The bill reduces out-of-pocket rental car expenses and improves travel-pay clarity for service members at the cost of higher DoD travel spending and the risk of short-term administrative friction during implementation.
Active duty service members who travel more than 150 miles will have rental car costs covered for the entire training/duty period and for the travel day immediately before or after duty, reducing out-of-pocket travel expenses.
Service members and pay offices will get clearer, more timely travel-pay guidance because the statute is clarified and the Joint Travel Regulations must be amended within 180 days, improving predictability of reimbursements.
Taxpayers and the Department of Defense face increased travel-related spending because reimbursing more rental days raises DoD travel costs, which could pressure budgets or require offsets.
Service members may experience administrative delays or inconsistent reimbursement decisions during implementation, since operational guidance must be changed and processes adjusted before the JTR update is in effect.
Based on analysis of 2 sections of legislative text.

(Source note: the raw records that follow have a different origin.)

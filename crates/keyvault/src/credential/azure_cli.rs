//! Token from a signed-in Azure CLI

use std::io::ErrorKind;

use async_trait::async_trait;
use chrono::{DateTime, Local, NaiveDateTime, TimeZone, Utc};
use serde::Deserialize;
use tokio::process::Command;
use tracing::debug;

use super::{AccessToken, TokenCache, TokenCredential, de_seconds};
use crate::error::{KeyVaultError, Result};

#[derive(Deserialize)]
#[serde(rename_all = "camelCase")]
struct CliToken {
    access_token: String,
    /// Unix timestamp, newer CLI versions only
    #[serde(default, rename = "expires_on", deserialize_with = "de_seconds")]
    expires_on_unix: Option<i64>,
    /// Local time, e.g. `2024-05-01 10:00:00.000000`
    #[serde(default)]
    expires_on: Option<String>,
}

fn parse_local_expiry(raw: &str) -> Option<DateTime<Utc>> {
    let naive = NaiveDateTime::parse_from_str(raw.trim(), "%Y-%m-%d %H:%M:%S%.f").ok()?;
    Local
        .from_local_datetime(&naive)
        .earliest()
        .map(|local| local.with_timezone(&Utc))
}

fn parse_cli_output(stdout: &[u8]) -> Result<AccessToken> {
    let token: CliToken = serde_json::from_slice(stdout)
        .map_err(|e| KeyVaultError::InvalidResponse(format!("az output: {e}")))?;

    let expires_on = match (token.expires_on_unix, token.expires_on.as_deref()) {
        (Some(ts), _) => DateTime::from_timestamp(ts, 0),
        (None, Some(local)) => parse_local_expiry(local),
        (None, None) => None,
    }
    .ok_or_else(|| KeyVaultError::InvalidResponse("az output carries no usable expiry".into()))?;

    Ok(AccessToken::new(token.access_token, expires_on))
}

/// Runs `az account get-access-token` for the signed-in user
#[derive(Debug, Default)]
pub struct AzureCliCredential {
    cache: TokenCache,
}

impl AzureCliCredential {
    /// Credential backed by the `az` executable on `PATH`
    pub fn new() -> Self {
        Self::default()
    }

    async fn request_token(&self, scopes: &[String]) -> Result<AccessToken> {
        let resource = scopes
            .first()
            .map(|s| s.trim_end_matches("/.default").to_string())
            .ok_or_else(|| KeyVaultError::authentication("no scope requested"))?;

        debug!(resource = %resource, "Requesting token from Azure CLI");

        let output = Command::new("az")
            .args(["account", "get-access-token", "--output", "json", "--resource"])
            .arg(&resource)
            .output()
            .await
            .map_err(|e| match e.kind() {
                ErrorKind::NotFound => {
                    KeyVaultError::unavailable(self.name(), "az executable not found on PATH")
                }
                _ => KeyVaultError::unavailable(self.name(), format!("failed to run az: {e}")),
            })?;

        if !output.status.success() {
            let stderr = String::from_utf8_lossy(&output.stderr);
            let stderr = stderr.trim();
            if stderr.contains("az login") || stderr.contains("az account set") {
                return Err(KeyVaultError::unavailable(self.name(), stderr.to_string()));
            }
            return Err(KeyVaultError::authentication(format!(
                "az exited with {}: {stderr}",
                output.status
            )));
        }

        parse_cli_output(&output.stdout)
    }
}

#[async_trait]
impl TokenCredential for AzureCliCredential {
    async fn get_token(&self, scopes: &[String]) -> Result<AccessToken> {
        self.cache
            .get_or_fetch(scopes, || self.request_token(scopes))
            .await
    }

    fn name(&self) -> &'static str {
        "AzureCliCredential"
    }
}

Introduced February 17, 2026 by Tony Gonzales · Last progress February 17, 2026
Requires the Department of Defense to reimburse uniformed service members for motor vehicle rental costs when they travel more than 150 miles for qualifying training or duty, covering the entire training/duty period and an adjacent travel day. The Secretary of Defense must update the Joint Travel Regulations to implement this change within 180 days of enactment. Does not appropriate new funds or change tax law in the text provided; it updates travel reimbursement rules and sets a clear implementation deadline for DoD regulations.